On matter principles and based on our 90s experience we should never budget for any donation in critical area like health; We have the ability in 2 trillion or 20b usd budget to finance the health sector including hiv aids, tb and name it. We just have to see remove wastage going to NYC and put in health.
Any extra donation from USAID should go towards non-critical areas. Right now we are giving every orphan, elderly,disabled, street kid some 2,000 to 5,000 shs a month..good start in starting national welfare system...why can't we do the same for health.
There is need to find Ngilu proposal and find a workable formulae.
There is a lot that is happening now...after gov started insuring police,aps,teachers and civil servants....now I see hospitals cropping up everywhere..private hospitals that are surviving from capitation from gov.

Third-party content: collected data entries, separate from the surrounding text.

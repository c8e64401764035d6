//! Population counts and the per-step outputs handed to renderers.

use crate::{Coordinate, RunId};
use chrono::{DateTime, Utc};
use serde::{Deserialize, Serialize};
use std::collections::BTreeMap;

/// Species name to number of individuals on the field
#[derive(Debug, Clone, Default, PartialEq, Eq, Serialize, Deserialize)]
pub struct PopulationCounts {
    counts: BTreeMap<String, usize>,
}

impl PopulationCounts {
    pub fn new() -> Self {
        Self::default()
    }

    /// Start a counter at zero so the species is reported even when absent
    pub fn register(&mut self, species: &str) {
        self.counts.entry(species.to_string()).or_insert(0);
    }

    pub fn increment(&mut self, species: &str) {
        *self.counts.entry(species.to_string()).or_insert(0) += 1;
    }

    /// Zero every counter, keeping the keys
    pub fn reset(&mut self) {
        self.counts.values_mut().for_each(|count| *count = 0);
    }

    pub fn get(&self, species: &str) -> usize {
        self.counts.get(species).copied().unwrap_or(0)
    }

    pub fn total(&self) -> usize {
        self.counts.values().sum()
    }

    /// Number of species with at least one individual
    pub fn living_species(&self) -> usize {
        self.counts.values().filter(|&&count| count > 0).count()
    }

    /// A field stays interesting while more than one species is present
    pub fn is_viable(&self) -> bool {
        self.living_species() > 1
    }

    pub fn iter(&self) -> impl Iterator<Item = (&str, usize)> + '_ {
        self.counts.iter().map(|(name, count)| (name.as_str(), *count))
    }
}

/// Occupancy of every cell, row-major
#[derive(Debug, Clone, PartialEq, Eq, Serialize, Deserialize)]
pub struct GridSnapshot {
    pub rows: usize,
    pub cols: usize,
    pub cells: Vec<Option<String>>,
}

impl GridSnapshot {
    pub fn species_at(&self, coord: Coordinate) -> Option<&str> {
        if coord.row >= self.rows || coord.col >= self.cols {
            return None;
        }
        self.cells[coord.row * self.cols + coord.col].as_deref()
    }

    pub fn occupied(&self) -> usize {
        self.cells.iter().filter(|cell| cell.is_some()).count()
    }
}

/// Everything a renderer shows next to the field after a step
#[derive(Debug, Clone, Serialize, Deserialize)]
pub struct StepStatus {
    pub step: u64,
    pub time_of_day: String,
    pub season: String,
    pub temperature: i32,
    pub counts: PopulationCounts,
}

/// Why a multi-step run ended
#[derive(Debug, Clone, Copy, PartialEq, Eq, Serialize, Deserialize)]
pub enum StopReason {
    /// All requested steps were executed
    Completed,
    /// Fewer than two species remain
    NotViable,
    /// The run switch was turned off
    Cancelled,
}

/// Outcome of a multi-step run
#[derive(Debug, Clone, Serialize, Deserialize)]
pub struct RunSummary {
    pub run_id: RunId,
    pub steps_executed: u64,
    pub final_step: u64,
    pub stop_reason: StopReason,
    pub counts: PopulationCounts,
    pub births: u64,
    pub deaths: u64,
    pub started_at: DateTime<Utc>,
    pub finished_at: DateTime<Utc>,
}

#[cfg(test)]
mod tests {
    use super::*;

    #[test]
    fn test_viability_requires_two_species() {
        let mut counts = PopulationCounts::new();
        counts.register("plant");
        counts.register("rabbit");
        assert!(!counts.is_viable());

        counts.increment("plant");
        assert!(!counts.is_viable());

        counts.increment("rabbit");
        assert!(counts.is_viable());
        assert_eq!(counts.total(), 2);
    }

    #[test]
    fn test_reset_keeps_keys() {
        let mut counts = PopulationCounts::new();
        counts.increment("fox");
        counts.increment("fox");
        counts.reset();
        assert_eq!(counts.get("fox"), 0);
        assert_eq!(counts.iter().count(), 1);
        assert_eq!(counts.get("wolf"), 0);
    }

    #[test]
    fn test_snapshot_lookup() {
        let snapshot = GridSnapshot {
            rows: 2,
            cols: 2,
            cells: vec![None, Some("fox".to_string()), None, None],
        };
        assert_eq!(snapshot.species_at(Coordinate::new(0, 1)), Some("fox"));
        assert_eq!(snapshot.species_at(Coordinate::new(1, 1)), None);
        assert_eq!(snapshot.species_at(Coordinate::new(5, 5)), None);
        assert_eq!(snapshot.occupied(), 1);
    }
}
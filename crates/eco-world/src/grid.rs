//! Fixed-size occupancy map for the field.

use eco_core::{Coordinate, EntityId, Error, Result};
use rand::Rng;
use rand_chacha::ChaCha8Rng;
use serde::{Deserialize, Serialize};

/// Row-major neighbour offsets, skipping the centre cell.
const NEIGHBOR_OFFSETS: [(isize, isize); 8] = [
    (-1, -1),
    (-1, 0),
    (-1, 1),
    (0, -1),
    (0, 1),
    (1, -1),
    (1, 0),
    (1, 1),
];

/// Random probes tried before falling back to a full scan.
const RANDOM_PROBES: usize = 64;

/// A bounded 2D grid holding at most one entity per cell
#[derive(Debug, Clone, Serialize, Deserialize)]
pub struct Grid {
    pub rows: usize,
    pub cols: usize,
    cells: Vec<Option<EntityId>>,
}

impl Grid {
    pub fn new(rows: usize, cols: usize) -> Self {
        Self {
            rows,
            cols,
            cells: vec![None; rows * cols],
        }
    }

    pub fn area(&self) -> usize {
        self.cells.len()
    }

    pub fn in_bounds(&self, coord: Coordinate) -> bool {
        coord.row < self.rows && coord.col < self.cols
    }

    /// Occupant of a cell; out-of-bounds cells are reported empty
    pub fn get(&self, coord: Coordinate) -> Option<EntityId> {
        if !self.in_bounds(coord) {
            return None;
        }
        self.cells[self.coord_to_index(coord)]
    }

    pub fn is_free(&self, coord: Coordinate) -> bool {
        self.in_bounds(coord) && self.get(coord).is_none()
    }

    /// Claim a cell. Fails if the cell is occupied or off the field.
    pub fn place(&mut self, id: EntityId, coord: Coordinate) -> Result<()> {
        if !self.in_bounds(coord) {
            return Err(Error::InvalidState(format!(
                "cannot place {id} at {coord}: outside {}x{} field",
                self.rows, self.cols
            )));
        }
        let index = self.coord_to_index(coord);
        if let Some(occupant) = self.cells[index] {
            return Err(Error::InvalidState(format!(
                "cannot place {id} at {coord}: occupied by {occupant}"
            )));
        }
        self.cells[index] = Some(id);
        Ok(())
    }

    /// Vacate a cell. Clearing an empty cell is a no-op.
    pub fn clear(&mut self, coord: Coordinate) {
        if self.in_bounds(coord) {
            let index = self.coord_to_index(coord);
            self.cells[index] = None;
        }
    }

    /// The up-to-eight adjacent in-bounds cells, in row-major order
    pub fn neighbors(&self, coord: Coordinate) -> Vec<Coordinate> {
        NEIGHBOR_OFFSETS
            .iter()
            .filter_map(|&(dr, dc)| coord.offset(dr, dc, self.rows, self.cols))
            .collect()
    }

    /// Unoccupied neighbours, in the same order as [`Grid::neighbors`]
    pub fn free_neighbors(&self, coord: Coordinate) -> Vec<Coordinate> {
        self.neighbors(coord)
            .into_iter()
            .filter(|&c| self.get(c).is_none())
            .collect()
    }

    /// Occupants of the adjacent cells, in scan order
    pub fn neighbor_occupants(&self, coord: Coordinate) -> Vec<EntityId> {
        self.neighbors(coord)
            .into_iter()
            .filter_map(|c| self.get(c))
            .collect()
    }

    /// A uniformly chosen empty cell, used while populating the field
    pub fn random_free_coordinate(&self, rng: &mut ChaCha8Rng) -> Option<Coordinate> {
        if self.cells.is_empty() {
            return None;
        }
        for _ in 0..RANDOM_PROBES {
            let coord = Coordinate::new(rng.gen_range(0..self.rows), rng.gen_range(0..self.cols));
            if self.get(coord).is_none() {
                return Some(coord);
            }
        }

        // Crowded field: choose among the remaining free cells directly.
        let free: Vec<usize> = self
            .cells
            .iter()
            .enumerate()
            .filter(|(_, cell)| cell.is_none())
            .map(|(i, _)| i)
            .collect();
        if free.is_empty() {
            return None;
        }
        Some(self.index_to_coord(free[rng.gen_range(0..free.len())]))
    }

    pub fn occupied_count(&self) -> usize {
        self.cells.iter().filter(|cell| cell.is_some()).count()
    }

    fn coord_to_index(&self, coord: Coordinate) -> usize {
        coord.row * self.cols + coord.col
    }

    /// Get coordinate from index
    pub fn index_to_coord(&self, index: usize) -> Coordinate {
        Coordinate::new(index / self.cols, index % self.cols)
    }

    /// Iterator over all coordinates, row-major
    pub fn coordinates(&self) -> impl Iterator<Item = Coordinate> + '_ {
        (0..self.cells.len()).map(move |i| self.index_to_coord(i))
    }

    /// Iterator over all cells with coordinates
    pub fn iter(&self) -> impl Iterator<Item = (Coordinate, Option<EntityId>)> + '_ {
        self.cells
            .iter()
            .enumerate()
            .map(move |(i, cell)| (self.index_to_coord(i), *cell))
    }
}

#[cfg(test)]
mod tests {
    use super::*;
    use proptest::prelude::*;
    use rand::SeedableRng;

    #[test]
    fn test_grid_creation() {
        let grid = Grid::new(10, 12);
        assert_eq!(grid.rows, 10);
        assert_eq!(grid.cols, 12);
        assert_eq!(grid.area(), 120);
        assert_eq!(grid.occupied_count(), 0);
    }

    #[test]
    fn test_place_rejects_occupied_cell() {
        let mut grid = Grid::new(4, 4);
        let coord = Coordinate::new(1, 2);
        grid.place(EntityId(1), coord).unwrap();
        assert_eq!(grid.get(coord), Some(EntityId(1)));

        let err = grid.place(EntityId(2), coord).unwrap_err();
        assert!(matches!(err, Error::InvalidState(_)));
        assert_eq!(grid.get(coord), Some(EntityId(1)));
    }

    #[test]
    fn test_place_rejects_out_of_bounds() {
        let mut grid = Grid::new(4, 4);
        assert!(grid.place(EntityId(1), Coordinate::new(4, 0)).is_err());
    }

    #[test]
    fn test_clear_is_idempotent() {
        let mut grid = Grid::new(3, 3);
        let coord = Coordinate::new(0, 0);
        grid.clear(coord);
        grid.place(EntityId(9), coord).unwrap();
        grid.clear(coord);
        grid.clear(coord);
        assert!(grid.is_free(coord));
    }

    #[test]
    fn test_neighbors_scan_order() {
        let grid = Grid::new(5, 5);
        let neighbors = grid.neighbors(Coordinate::new(2, 2));
        assert_eq!(
            neighbors,
            vec![
                Coordinate::new(1, 1),
                Coordinate::new(1, 2),
                Coordinate::new(1, 3),
                Coordinate::new(2, 1),
                Coordinate::new(2, 3),
                Coordinate::new(3, 1),
                Coordinate::new(3, 2),
                Coordinate::new(3, 3),
            ]
        );
    }

    #[test]
    fn test_corner_neighbors_are_clipped() {
        let grid = Grid::new(5, 5);
        assert_eq!(
            grid.neighbors(Coordinate::new(0, 0)),
            vec![Coordinate::new(0, 1), Coordinate::new(1, 0), Coordinate::new(1, 1)]
        );
        assert_eq!(grid.neighbors(Coordinate::new(4, 2)).len(), 5);
    }

    #[test]
    fn test_free_neighbors_filters_occupied() {
        let mut grid = Grid::new(3, 3);
        let centre = Coordinate::new(1, 1);
        grid.place(EntityId(1), Coordinate::new(0, 0)).unwrap();
        grid.place(EntityId(2), Coordinate::new(1, 2)).unwrap();

        let free = grid.free_neighbors(centre);
        assert_eq!(free.len(), 6);
        assert_eq!(free[0], Coordinate::new(0, 1));
        assert!(!free.contains(&Coordinate::new(1, 2)));
        assert_eq!(grid.neighbor_occupants(centre), vec![EntityId(1), EntityId(2)]);
    }

    #[test]
    fn test_random_free_coordinate_on_crowded_grid() {
        let mut rng = ChaCha8Rng::seed_from_u64(42);
        let mut grid = Grid::new(6, 6);
        let last = Coordinate::new(5, 4);
        for (i, coord) in grid.coordinates().collect::<Vec<_>>().into_iter().enumerate() {
            if coord != last {
                grid.place(EntityId(i as u64), coord).unwrap();
            }
        }
        assert_eq!(grid.random_free_coordinate(&mut rng), Some(last));

        grid.place(EntityId(1000), last).unwrap();
        assert_eq!(grid.random_free_coordinate(&mut rng), None);
    }

    proptest! {
        #[test]
        fn prop_neighbors_are_adjacent_and_ordered(
            rows in 1usize..12,
            cols in 1usize..12,
            r in 0usize..12,
            c in 0usize..12,
        ) {
            let grid = Grid::new(rows, cols);
            let coord = Coordinate::new(r % rows, c % cols);
            let neighbors = grid.neighbors(coord);

            prop_assert!(neighbors.len() <= 8);
            for n in &neighbors {
                prop_assert!(grid.in_bounds(*n));
                prop_assert_eq!(n.chebyshev_distance(&coord), 1);
            }
            let mut sorted = neighbors.clone();
            sorted.sort();
            prop_assert_eq!(sorted, neighbors);
        }
    }
}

If NHIF was to be reformed..and for each citizen who is insured....a capitation fee is paid to hospitals..be it private or public..health services in this country will improve.
As much as we need help; we should never become helpless or at mercy of USAID or WB.
Gov is working on free education by 2017 upto high school level....if we had followed WB....we would be in a mess. The same need to happen in health.
Kenya can afford universal health care systems that is really working. If Cuba can afford it..we can afford it.
After which we should expland the national social welfare to include those that are genuinely jobless and desperate.
I don't see that as a helpful way of looking at it:
First, the government can afford to spend little on health precisely because "donors" are doing plenty of heavy lifting all over the place. In order to be really free of "donors", it would be necessary to then make up for that "donor money".
Second, the taxes are not even enough to make up for the shortfall as things currently stand: It had never occurred to anyone in Kenya to track private spending on health until USAID proposed it. There is now a USAID supported project that does that, and the results are shocking: "out-of-pocket" expenses on health are a huge burden and especially on the poor.